Whether or not that's a good thing, well, people have their opinions, but they're considered a national security necessity.

wmf•2h ago
I wouldn't be surprised if Google buys the IP since they're the only customer.
pyvpx•1h ago
How, though? Does the TPU team (literally or logically) map to owning IPU h/w successfully?

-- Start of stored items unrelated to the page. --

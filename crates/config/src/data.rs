#![forbid(unsafe_code)]

use serde::{Deserialize, Serialize};

/// Where the static data files are read from.
#[derive(Debug, Clone, Copy, Serialize, Deserialize, PartialEq, Eq, Default)]
#[serde(rename_all = "lowercase")]
pub enum SourceKind {
    /// `root` is a local directory.
    #[default]
    Fs,
    /// `root` is a base URL.
    Http,
}

/// How per-year infrastructure scores are obtained.
#[derive(Debug, Clone, Copy, Serialize, Deserialize, PartialEq, Eq, Default)]
#[serde(rename_all = "lowercase")]
pub enum ScoreLoaderKind {
    /// One `<dir>/<year>.json` file per year.
    #[default]
    Files,
    /// `yearly_scores` carried by the infrastructure features themselves.
    Embedded,
}

#[derive(Debug, Clone, Serialize, Deserialize, PartialEq)]
#[serde(default)]
pub struct Scores {
    pub loader: ScoreLoaderKind,

    /// Directory (relative to `data.root`) holding the per-year score files.
    pub dir: String,

    /// Embedded loader only: use the global `score` when a feature has no
    /// entry for the selected year.
    pub fallback_to_global: bool,
}

impl Default for Scores {
    fn default() -> Self {
        Self {
            loader: ScoreLoaderKind::Files,
            dir: "scores".into(),
            fallback_to_global: false,
        }
    }
}

#[derive(Debug, Clone, Serialize, Deserialize, PartialEq)]
#[serde(default)]
pub struct Data {
    pub source: SourceKind,

    /// Data directory, or base URL when `source = "http"`.
    pub root: String,

    /// Infrastructure FeatureCollection. Mandatory.
    pub infrastructure: String,

    /// Counting-site FeatureCollection.
    pub counters: String,

    /// Year -> site id -> passage count table.
    pub passages: String,

    /// Prediction cells, plain array or GeoJSON points.
    pub predictions: String,

    /// Aggregate statistics for the chart panel.
    pub stats: String,

    pub scores: Scores,
}

impl Default for Data {
    fn default() -> Self {
        Self {
            source: SourceKind::Fs,
            root: "data".into(),
            infrastructure: "infra.json".into(),
            counters: "points_comptage.json".into(),
            passages: "velo_par_annee.json".into(),
            predictions: "predictions_heatmap_lyon.json".into(),
            stats: "stats.json".into(),
            scores: Scores::default(),
        }
    }
}

impl Data {
    /// Relative location of the score file for `year`.
    pub fn score_file(&self, year: i32) -> String {
        let dir = self.scores.dir.trim_end_matches('/');
        if dir.is_empty() {
            format!("{year}.json")
        } else {
            format!("{dir}/{year}.json")
        }
    }
}
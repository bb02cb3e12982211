#![forbid(unsafe_code)]

pub mod datasets;
pub mod engine;
mod error;
pub mod scores;
pub mod selection;
pub mod source;
pub mod view;

pub use datasets::Datasets;
pub use engine::{ControlEvent, ViewState, Viewer};
pub use error::Error;
pub use scores::{EmbeddedScoreLoader, FileScoreLoader, ScoreLoader, score_loader_from_config};
pub use selection::Generation;
pub use source::{DataSource, FsSource, HttpSource, source_from_config};
pub use view::export::LayerSet;
pub use view::{View, build_view};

(I miss having these kinds of convos on twitter as networkservice ;)

pwarner•48m ago
I believe they have other custom silicon beyond TPUs so it wouldn't be crazy to take this in house if Intel really cans it.
pclmulqdq•45m ago
There's a lot more silicon at Google aside from the TPU team, including their own previous NICs.
pyvpx•18m ago
Not that my memory is ironclad, but I don’t recall any custom IP or even FPGA attempts at Google re: host networking or NICs. Any good search terms I should try to enlighten myself? thanks!
jsnell•9m ago
https://news.ycombinator.com/item?id=30757889
jiggawatts•1h ago
That begs the question: how would one go about utilising this thing in their own deployment?
wmf•1h ago
Here are some examples: https://ipdk.io/documentation/Recipes/ (keep in mind IPU = E2200 when you read this)
pwarner•46m ago
Presumably first hire a few developers to program it.
pwarner•44m ago
Presumably all hyperscalers who aren't Amazon could be a customer for this? One of them might be enough to keep it viable. See sibling comment on b Google being a customer for presumably the previous generation.
YesThatTom2•2h ago
I hope their Linux code isn’t as out-dated and buggy as their IPMI system.